Making social science accessible

29 Sep 2021


In a Special Report published in 2012, the International Energy Agency in Paris predicted that over the following 10-15 years, there would be a ‘Golden Age for Gas’, on the assumption that conventional and unconventional sources of gas, such as fracking, would be exploited successfully in the US and other parts of the world.

Although it is a fossil fuel, gas produces only half as much CO2 as coal, and can be exploited at a reasonable cost – so it has the potential to be used successfully for electricity generation, as well as for transport, industry, and household use, without the much more damaging environmental impact caused by coal and oil.

Back in 2012, gas was seen at least as a ‘transition’ fuel which would smooth the path to a low-carbon economy; or even a ‘destination’ fuel, which would be an ideal complement to carbon-free but intermittent renewables.

By the end of 2020, the IEA’s prediction had by and large come true. Production of gas had expanded in North America, in Africa and elsewhere. Gas from unconventional sources, converted into LNG, contributed rapidly to the creation of a world market for gas, which had previously been constrained by the capacity to deliver gas by pipeline.

Countries which were anxious to eliminate coal from their energy mix in order to reduce CO2 emissions, such as the UK, increased their reliance on gas, while at the same time investing heavily in renewables and in nuclear power.

Countries such as China and India also saw an advantage in using gas in order to reduce unacceptable levels of air pollution in their cities, stemming from use of coal for electricity generation and for industrial production.

Given increasingly ambitious greenhouse gas reduction objectives, there was growing scepticism as to whether gas could be a ‘destination’ fuel. However, use of gas during the transition seemed to be a least worst solution.

With all this in mind, it is not difficult to understand why demand for gas has increased rapidly. Global energy demand in 2021, according to most commentators, had regained its pre-Covid-19 levels by mid-year.

70% of the increase in demand has been in emerging markets (in particular China, India and South Korea) and developing countries. And the use of gas has increased substantially in industry and for cooling in buildings during a period where Asian countries had relatively little cold weather.

Against this background, it is not so surprising that gas prices in Europe have more than doubled since the beginning of this year. These rises in gas prices are not only due to the diversion of LNG to growing Asian markets: they have also been driven up by production problems experienced in Russia and in Norway, which are responsible for supplying more than half of the gas consumed in Europe.

Wind levels in Northern Europe have also been low, so the contribution of renewables to electricity generation has been weak. In the first half of September this year, energy from wind in Germany was 50% below the previous five-year average.

In addition, Europe had a relatively cold and long winter so storage levels have been low and in the UK, storage capacity is in any case very limited (at only two per cent of annual consumption).

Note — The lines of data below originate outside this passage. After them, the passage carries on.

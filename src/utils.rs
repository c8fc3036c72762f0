pub fn indent_lines(msg: &str, indentation: usize) -> String {
    #[allow(clippy::format_collect)]
    msg.lines()
        .map(|line| format!("{}{line}\n", " ".repeat(indentation)))
        .collect::<String>()
}

/// Saturating `(new - old) * factor`, used for the Metropolis delta so that a
/// pathological instance with an enormous objective can't overflow an `i64`.
pub fn amplified_delta(new_fo: i64, old_fo: i64, factor: i64) -> i64 {
    new_fo.saturating_sub(old_fo).saturating_mul(factor)
}

#[cfg(test)]
mod tests {
    use super::*;

    #[test]
    fn indent_lines_adds_prefix_to_every_line() {
        assert_eq!(indent_lines("a\nb\n", 2), "  a\n  b\n");
    }

    #[test]
    fn amplified_delta_saturates_instead_of_overflowing() {
        assert_eq!(amplified_delta(i64::MAX, i64::MIN, 4), i64::MAX);
    }

    #[test]
    fn amplified_delta_is_negative_for_an_improvement() {
        assert_eq!(amplified_delta(5, 10, 4), -20);
    }
}
//! Two-phase composition: phase 2 inherits phase 1's teacher-day occupancy
//! as a seed for its R9 (teacher weekly-day spread) soft constraint.

use crate::evaluator::{Evaluator, TeacherDaySeed, Violations};
use crate::initial_solution::initial_construct;
use crate::problem::Problem;
use crate::solver::{anneal, AnnealOutput, ScheduleEntry, SolverParams};

pub struct PhaseOutput {
    pub anneal: AnnealOutput,
    /// Violations of `anneal.best`, recomputed after the run so callers
    /// (the report writer) don't need their own `Evaluator`.
    pub violations: Violations,
}

/// Builds an engine for `problem`, runs it to completion, and returns the
/// result. `seed_r9` is `None` for phase 1, `Some` for phase 2. `rng` is the
/// single process-wide stream shared across both phases, not re-seeded here.
pub fn run_phase(
    problem: &Problem,
    params: SolverParams,
    schedule: &[ScheduleEntry],
    seed_r9: Option<TeacherDaySeed>,
    rng: &mut fastrand::Rng,
) -> PhaseOutput {
    let initial = initial_construct(problem, rng);

    let anneal = anneal(problem, initial, params, schedule, seed_r9.clone(), rng);

    let mut final_evaluator = Evaluator::new(problem);
    final_evaluator.set_seed_r9(seed_r9);
    final_evaluator.evaluate(problem, &anneal.best);

    PhaseOutput {
        anneal,
        violations: *final_evaluator.violations(),
    }
}

/// Runs phase 1 unseeded, extracts its teacher-day occupancy, then runs
/// phase 2 seeded with it. Phase 1's evaluator and buffers are dropped
/// before phase 2 allocates its own, per the one-engine-per-phase lifecycle.
/// Both phases draw from the same `rng` stream, in sequence.
pub fn run_two_phase(
    problem_1: &Problem,
    problem_2: &Problem,
    params: SolverParams,
    schedule: &[ScheduleEntry],
    rng: &mut fastrand::Rng,
) -> (PhaseOutput, PhaseOutput) {
    let phase_1 = run_phase(problem_1, params, schedule, None, rng);
    let seed = TeacherDaySeed::from_solution(problem_1, &phase_1.anneal.best);

    let phase_2 = run_phase(problem_2, params, schedule, Some(seed), rng);

    (phase_1, phase_2)
}

#[cfg(test)]
mod tests {
    use super::*;
    use crate::problem::{Course, Room, Teacher, UnavailabilityTable};

    fn single_lecture_problem(name: &str) -> Problem {
        Problem {
            name: name.into(),
            days: 1,
            periods_per_day: 1,
            rooms: vec![Room { name: "R0".into(), capacity: 1, room_type: 1 }],
            teachers: vec![Teacher { name: "T0".into() }],
            courses: vec![Course {
                name: "C0".into(),
                teacher_id: crate::problem::TeacherId::from_index(0),
                lecture_count: 1,
                min_days: 1,
                student_count: 1,
                required_room_type: 1,
                curricula: vec![],
            }],
            curricula: vec![],
            unavailability: UnavailabilityTable::build(1, vec![]),
        }
    }

    #[test]
    fn two_phase_run_completes_both_phases() {
        let problem_1 = single_lecture_problem("p1");
        let problem_2 = single_lecture_problem("p2");
        let params = SolverParams {
            stagnation_cap: 20,
            ..SolverParams::default()
        };
        let mut rng = fastrand::Rng::with_seed(1);

        let (phase_1, phase_2) = run_two_phase(
            &problem_1,
            &problem_2,
            params,
            &crate::solver::DEFAULT_SCHEDULE,
            &mut rng,
        );

        assert_eq!(phase_1.anneal.best.fo, 0);
        assert_eq!(phase_2.anneal.best.fo, 0);
        assert_eq!(phase_1.violations, Violations::default());
        assert_eq!(phase_2.violations, Violations::default());
    }
}
//! The Simulated Annealing driver: cooling schedule, acceptance rule,
//! re-heating, stagnation cap and best-so-far tracking.

use std::collections::VecDeque;
use std::fmt::Write as _;
use std::time::Instant;

use crate::evaluator::{Evaluator, TeacherDaySeed};
use crate::mutation;
use crate::problem::Problem;
use crate::solution::{copy_into, Solution};
use crate::utils::{amplified_delta, indent_lines};

/// One row of the temperature-adaptive cooling table.
#[derive(Debug, Clone, Copy)]
pub struct ScheduleEntry {
    pub threshold: f64,
    pub max_iter: u32,
    pub alpha: f64,
}

pub const DEFAULT_SCHEDULE: [ScheduleEntry; 6] = [
    ScheduleEntry { threshold: 1000.0, max_iter: 600, alpha: 0.98 },
    ScheduleEntry { threshold: 100.0, max_iter: 800, alpha: 0.97 },
    ScheduleEntry { threshold: 10.0, max_iter: 1000, alpha: 0.98 },
    ScheduleEntry { threshold: 1.0, max_iter: 1200, alpha: 0.99 },
    ScheduleEntry { threshold: 0.1, max_iter: 1500, alpha: 0.993 },
    ScheduleEntry { threshold: f64::NEG_INFINITY, max_iter: 1200, alpha: 0.995 },
];

fn schedule_row(schedule: &[ScheduleEntry], temperature: f64) -> ScheduleEntry {
    schedule
        .iter()
        .copied()
        .find(|row| temperature > row.threshold)
        .unwrap_or(*schedule.last().expect("schedule has at least one row"))
}

#[derive(Debug, Clone, Copy)]
pub struct SolverParams {
    pub t_initial: f64,
    pub t_final: f64,
    pub reheat_factor: f64,
    pub reheat_reset_fraction: f64,
    pub stagnation_cap: u32,
    pub delta_amplification: i64,
}

impl Default for SolverParams {
    fn default() -> Self {
        SolverParams {
            t_initial: 1e6,
            t_final: 1e-5,
            reheat_factor: 10.0,
            reheat_reset_fraction: 0.1,
            stagnation_cap: 8000,
            delta_amplification: 4,
        }
    }
}

/// One `(wall_time_ms, fo)` entry appended every time `best` improves; the
/// ring keeps only the most recent ten.
pub type HistoryRing = VecDeque<(u64, i64)>;
const HISTORY_CAPACITY: usize = 10;

pub struct AnnealOutput {
    pub best: Solution,
    pub history: HistoryRing,
    pub log: String,
    pub outer_iterations: u64,
}

/// Runs the full outer/inner annealing loop starting from `initial`.
/// `seed_r9` carries a phase-1 teacher-day occupancy bitmap into the
/// evaluator, or `None` for a first-phase (unseeded) run. `rng` is the
/// single process-wide stream threaded down from `main`, not re-seeded here.
pub fn anneal(
    problem: &Problem,
    initial: Solution,
    params: SolverParams,
    schedule: &[ScheduleEntry],
    seed_r9: Option<TeacherDaySeed>,
    rng: &mut fastrand::Rng,
) -> AnnealOutput {
    let mut log = String::new();

    macro_rules! logln {
        ( $( $args:expr ),* ) => {{
            writeln!(&mut log, $( $args ),* ).unwrap();
        }};
    }

    let start_time = Instant::now();

    let mut evaluator = Evaluator::new(problem);
    evaluator.set_seed_r9(seed_r9);

    let mut current = initial;
    current.fo = evaluator.evaluate(problem, &current);

    let mut best = current.clone();
    let mut neighbor = current.clone();

    logln!("initial objective: {}", current.fo);

    let mut temperature = params.t_initial;
    let mut history: HistoryRing = VecDeque::with_capacity(HISTORY_CAPACITY);
    let mut stagnation = 0u32;
    let mut reheated = false;
    let mut outer_iterations = 0u64;

    while temperature > params.t_final && best.fo != 0 && stagnation < params.stagnation_cap {
        let row = schedule_row(schedule, temperature);

        for _ in 0..row.max_iter {
            copy_into(&mut neighbor, &current);

            if temperature < 100.0 {
                evaluator.evaluate(problem, &neighbor);
            }

            mutation::mutate(problem, &mut neighbor, &mut evaluator, temperature, rng);
            neighbor.fo = evaluator.evaluate(problem, &neighbor);

            let delta = amplified_delta(neighbor.fo, current.fo, params.delta_amplification);

            let accept = if delta < 0 {
                true
            } else {
                rng.f64() < (-(delta as f64) / temperature).exp()
            };

            if accept {
                copy_into(&mut current, &neighbor);

                if current.fo < best.fo {
                    copy_into(&mut best, &current);
                    stagnation = 0;
                    if history.len() == HISTORY_CAPACITY {
                        history.pop_front();
                    }
                    history.push_back((start_time.elapsed().as_millis() as u64, best.fo));
                }
            }
        }

        outer_iterations += 1;
        stagnation += 1;

        if outer_iterations % 100 == 0 {
            println!(
                "outer {outer_iterations}: T = {temperature:.4}, current.fo = {}, best.fo = {}",
                current.fo, best.fo
            );
        }

        if !reheated && temperature <= params.reheat_factor * params.t_final {
            temperature = params.reheat_reset_fraction * params.t_initial;
            reheated = true;
            logln!("re-heating to {temperature} at outer iteration {outer_iterations}");
        } else {
            temperature *= row.alpha;
        }
    }

    logln!(
        "\nfinal objective: {}\n{}",
        best.fo,
        indent_lines(&format!("{:?}", evaluator.violations()), 4)
    );
    logln!("solving took {:.3} seconds", start_time.elapsed().as_secs_f32());

    AnnealOutput {
        best,
        history,
        log,
        outer_iterations,
    }
}

#[cfg(test)]
mod tests {
    use super::*;
    use crate::initial_solution::initial_construct;
    use crate::problem::{Course, Room, Teacher, UnavailabilityTable};

    fn trivial_problem() -> Problem {
        Problem {
            name: "s1".into(),
            days: 1,
            periods_per_day: 1,
            rooms: vec![Room { name: "R0".into(), capacity: 1, room_type: 1 }],
            teachers: vec![Teacher { name: "T0".into() }],
            courses: vec![Course {
                name: "C0".into(),
                teacher_id: crate::problem::TeacherId::from_index(0),
                lecture_count: 1,
                min_days: 1,
                student_count: 1,
                required_room_type: 1,
                curricula: vec![],
            }],
            curricula: vec![],
            unavailability: UnavailabilityTable::build(1, vec![]),
        }
    }

    #[test]
    fn schedule_row_picks_the_first_threshold_the_temperature_clears() {
        let row = schedule_row(&DEFAULT_SCHEDULE, 5000.0);
        assert_eq!(row.max_iter, 600);

        let row = schedule_row(&DEFAULT_SCHEDULE, 0.01);
        assert_eq!(row.max_iter, 1200);
        assert_eq!(row.alpha, 0.995);
    }

    #[test]
    fn anneal_reaches_zero_on_a_trivially_satisfiable_instance() {
        let problem = trivial_problem();
        let mut rng = fastrand::Rng::with_seed(1);
        let initial = initial_construct(&problem, &mut rng);

        let params = SolverParams {
            stagnation_cap: 50,
            ..SolverParams::default()
        };
        let output = anneal(&problem, initial, params, &DEFAULT_SCHEDULE, None, &mut rng);

        assert_eq!(output.best.fo, 0);
    }

    #[test]
    fn anneal_never_lets_best_regress() {
        let problem = trivial_problem();
        let mut rng = fastrand::Rng::with_seed(2);
        let initial = initial_construct(&problem, &mut rng);

        let params = SolverParams {
            stagnation_cap: 20,
            ..SolverParams::default()
        };
        let output = anneal(&problem, initial, params, &DEFAULT_SCHEDULE, None, &mut rng);

        let mut last = i64::MAX;
        for &(_, fo) in &output.history {
            assert!(fo <= last);
            last = fo;
        }
    }
}
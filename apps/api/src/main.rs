mod analysis;
mod config;
mod errors;
mod extraction;
mod llm_client;
mod routes;
mod state;

use anyhow::Result;
use std::net::SocketAddr;
use std::sync::Arc;
use tower_http::{cors::CorsLayer, trace::TraceLayer};
use tracing::info;
use tracing_subscriber::{layer::SubscriberExt, util::SubscriberInitExt, EnvFilter};

use crate::config::Config;
use crate::llm_client::availability::ModelAvailability;
use crate::routes::build_router;
use crate::state::AppState;

#[tokio::main]
async fn main() -> Result<()> {
    // Load configuration first; malformed values abort startup
    let config = Config::from_env()?;

    // Initialize structured logging
    tracing_subscriber::registry()
        .with(EnvFilter::try_from_default_env().unwrap_or_else(|_| {
            EnvFilter::new(format!("{}={}", env!("CARGO_PKG_NAME"), &config.rust_log))
        }))
        .with(tracing_subscriber::fmt::layer())
        .init();

    info!("Starting Resume Analyzer API v{}", env!("CARGO_PKG_VERSION"));

    // Probe Gemini once; the result is fixed for the life of the process
    let availability = ModelAvailability::resolve(&config).await;
    info!(
        "Gemini available: {} (model: {})",
        availability.available(),
        availability.selected_model_name().unwrap_or("none")
    );

    let state = AppState {
        config: config.clone(),
        availability: Arc::new(availability),
    };

    let app = build_router(state)
        .layer(TraceLayer::new_for_http())
        .layer(CorsLayer::permissive());

    let addr: SocketAddr = format!("{}:{}", config.host, config.port).parse()?;
    info!("Listening on {addr}");

    let listener = tokio::net::TcpListener::bind(addr).await?;
    axum::serve(listener, app).await?;

    Ok(())
}
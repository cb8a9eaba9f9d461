// Prompt template for resume analysis.

/// Resume text beyond this many characters is dropped before prompting.
/// No truncation marker is added.
pub const MAX_RESUME_CHARS: usize = 10_000;

/// Analysis prompt. Replace `{resume_text}` before sending.
pub const RESUME_ANALYSIS_PROMPT_TEMPLATE: &str = r#"You are an AI resume reviewer. Analyze this resume and return structured JSON only.
Respond in this exact JSON format:
{
  "score": 85,
  "summary": "Brief professional summary here",
  "strengths": ["Strength 1", "Strength 2", "Strength 3"],
  "weaknesses": ["Weakness 1", "Weakness 2"],
  "keywords_to_add": ["Keyword 1", "Keyword 2"],
  "grammar_and_formatting": ["Suggestion 1", "Suggestion 2"],
  "recommended_changes": ["Change 1", "Change 2"]
}

"score" is an integer from 0 to 100. "summary" is a single line.
Every other field is a list of short strings.

Resume content:
{resume_text}
"#;

pub fn build_prompt(resume_text: &str) -> String {
    RESUME_ANALYSIS_PROMPT_TEMPLATE
        .replace("{resume_text}", truncate_chars(resume_text, MAX_RESUME_CHARS))
}

fn truncate_chars(text: &str, max_chars: usize) -> &str {
    match text.char_indices().nth(max_chars) {
        Some((byte_idx, _)) => &text[..byte_idx],
        None => text,
    }
}

#[cfg(test)]
mod tests {
    use super::*;

    #[test]
    fn test_prompt_embeds_resume_and_schema() {
        let prompt = build_prompt("Jane Doe, Rust engineer");
        assert!(prompt.contains("Jane Doe, Rust engineer"));
        for key in [
            "\"score\"",
            "\"summary\"",
            "\"strengths\"",
            "\"weaknesses\"",
            "\"keywords_to_add\"",
            "\"grammar_and_formatting\"",
            "\"recommended_changes\"",
        ] {
            assert!(prompt.contains(key), "missing {key}");
        }
        assert!(!prompt.contains("{resume_text}"));
    }

    #[test]
    fn test_prompt_is_deterministic() {
        assert_eq!(build_prompt("same input"), build_prompt("same input"));
    }

    #[test]
    fn test_long_text_truncated_to_limit() {
        let text = format!("{}{}", "a".repeat(MAX_RESUME_CHARS), "TAIL");
        let prompt = build_prompt(&text);
        assert!(prompt.contains(&"a".repeat(MAX_RESUME_CHARS)));
        assert!(!prompt.contains("TAIL"));
    }

    #[test]
    fn test_truncation_counts_characters_not_bytes() {
        let text = "é".repeat(MAX_RESUME_CHARS + 5);
        let truncated = truncate_chars(&text, MAX_RESUME_CHARS);
        assert_eq!(truncated.chars().count(), MAX_RESUME_CHARS);
    }

    #[test]
    fn test_short_text_unchanged() {
        assert_eq!(truncate_chars("short", MAX_RESUME_CHARS), "short");
    }
}
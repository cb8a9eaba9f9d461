use docx_rs::{read_docx, DocumentChild, InsertChild, Paragraph, ParagraphChild, Run, RunChild};

use super::ExtractionError;

/// Joins every top-level body paragraph with `\n`, in document order.
/// Empty paragraphs are kept as empty lines. Tables and text boxes are skipped.
pub(super) fn extract_paragraphs(bytes: &[u8]) -> Result<String, ExtractionError> {
    let docx = read_docx(bytes).map_err(|e| ExtractionError::Docx(e.to_string()))?;

    let paragraphs: Vec<String> = docx
        .document
        .children
        .iter()
        .filter_map(|child| match child {
            DocumentChild::Paragraph(paragraph) => Some(paragraph_text(paragraph)),
            _ => None,
        })
        .collect();

    Ok(paragraphs.join("\n"))
}

fn paragraph_text(paragraph: &Paragraph) -> String {
    let mut text = String::new();
    push_children_text(&paragraph.children, &mut text);
    text
}

/// Hyperlinks and tracked insertions hold runs of their own; deletions are
/// not part of the visible text.
fn push_children_text(children: &[ParagraphChild], text: &mut String) {
    for child in children {
        match child {
            ParagraphChild::Run(run) => push_run_text(run, text),
            ParagraphChild::Hyperlink(link) => push_children_text(&link.children, text),
            ParagraphChild::Insert(insert) => {
                for insert_child in &insert.children {
                    if let InsertChild::Run(run) = insert_child {
                        push_run_text(run, text);
                    }
                }
            }
            _ => {}
        }
    }
}

fn push_run_text(run: &Run, text: &mut String) {
    for run_child in &run.children {
        match run_child {
            RunChild::Text(t) => text.push_str(&t.text),
            RunChild::Tab(_) => text.push('\t'),
            RunChild::Break(_) => text.push('\n'),
            _ => {}
        }
    }
}

#[cfg(test)]
mod tests {
    use super::*;
    use docx_rs::{Docx, Hyperlink, HyperlinkType, Insert};
    use std::io::Cursor;

    fn pack(docx: Docx) -> Vec<u8> {
        let mut buf = Cursor::new(Vec::new());
        docx.build().pack(&mut buf).unwrap();
        buf.into_inner()
    }

    fn build_docx(paragraphs: &[&str]) -> Vec<u8> {
        let mut docx = Docx::new();
        for text in paragraphs {
            docx = docx.add_paragraph(Paragraph::new().add_run(Run::new().add_text(*text)));
        }
        pack(docx)
    }

    #[test]
    fn test_paragraphs_joined_with_newline() {
        let bytes = build_docx(&["A", "B"]);
        assert_eq!(extract_paragraphs(&bytes).unwrap(), "A\nB");
    }

    #[test]
    fn test_runs_within_paragraph_are_concatenated() {
        let paragraph = Paragraph::new()
            .add_run(Run::new().add_text("Data"))
            .add_run(Run::new().add_text("base"));
        let bytes = pack(Docx::new().add_paragraph(paragraph));
        assert_eq!(extract_paragraphs(&bytes).unwrap(), "Database");
    }

    #[test]
    fn test_hyperlink_text_is_included() {
        let paragraph = Paragraph::new()
            .add_run(Run::new().add_text("Contact:"))
            .add_hyperlink(
                Hyperlink::new("https://linkedin.com/in/jane", HyperlinkType::External)
                    .add_run(Run::new().add_text("linkedin.com/in/jane")),
            );
        let bytes = pack(Docx::new().add_paragraph(paragraph));
        assert_eq!(
            extract_paragraphs(&bytes).unwrap(),
            "Contact:linkedin.com/in/jane"
        );
    }

    #[test]
    fn test_tracked_insertion_text_is_included() {
        let paragraph = Paragraph::new()
            .add_run(Run::new().add_text("Rust"))
            .add_insert(Insert::new(Run::new().add_text("acean")));
        let bytes = pack(Docx::new().add_paragraph(paragraph));
        assert_eq!(extract_paragraphs(&bytes).unwrap(), "Rustacean");
    }

    #[test]
    fn test_empty_paragraph_kept_as_blank_line() {
        let bytes = build_docx(&["Experience", "", "Education"]);
        assert_eq!(
            extract_paragraphs(&bytes).unwrap(),
            "Experience\n\nEducation"
        );
    }

    #[test]
    fn test_not_a_zip_is_an_error() {
        assert!(matches!(
            extract_paragraphs(b"plain text pretending to be docx"),
            Err(ExtractionError::Docx(_))
        ));
    }
}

The UK, and most other European countries, share for the moment an over-reliance on fossil fuels, and in particular gas for electricity generation, industry, heating and cooling. There is continuing investment in renewables but, subject to progress on battery technologies and system management, there will always be a need for another source of energy to compensate for their intermittency.

During the last few months, many parts of Europe have used coal, lignite and oil as substitutes for electricity generation, but gas remains the most viable option from an environmental standpoint, subject to prices.

In the short term, the UK and the EU face broadly the same energy challenge of ensuring secure and sustainable supplies of energy at affordable prices.

However the UK’s energy mix is more dependent on natural gas for electricity and for heating and, as mentioned earlier, the UK has very limited storage capacity.

It would be also fair to say that, thanks in part to the originally UK-backed push to a single EU energy market, continental Europe has increasingly large, interconnected, integrated and competitive markets for gas and electricity which help to keep a check on price rises. This explains in part why continental energy prices have always been between 20 and 40% below UK levels.

In contrast, the UK has a relatively low level of energy interconnection with its neighbours and is consequently unable to benefit from several advantages of a larger market: the natural market-induced flow of electricity and gas to areas where the prices are highest, more sources of supply, more storage capacities and a wide variation of demand in different countries and regions in function of different weather conditions.

The price of energy to the consumer is dependent on the cost of the energy itself, but also on the costs of delivering energy through transmission and distribution systems to the consumer. But at least a third of the retail price of energy is attributable to excise duties and tax.

Governments can obviously soften the blow of price rises through reduction of energy taxation and other subsidies, for example to vulnerable consumers. However for the medium and long term, there is a strong argument for the UK to invest heavily in interconnection with other European countries in order to unlock the considerable benefits in terms of more competition, lower prices and greater security of supply.

This would obviously require more cooperation, more agreements between the UK, the EU and other European countries concerned. But the potential benefits would surely outweigh the concerns which such an initiative might create at a political level, whether on the UK or the EU side.

By Sir Philip Lowe, Partner in Oxera Consulting and Executive Chair of the Trilemma Initiative of the World Energy Council. He was formerly Director general for Competition, and subsequently for Energy, at the European Commission.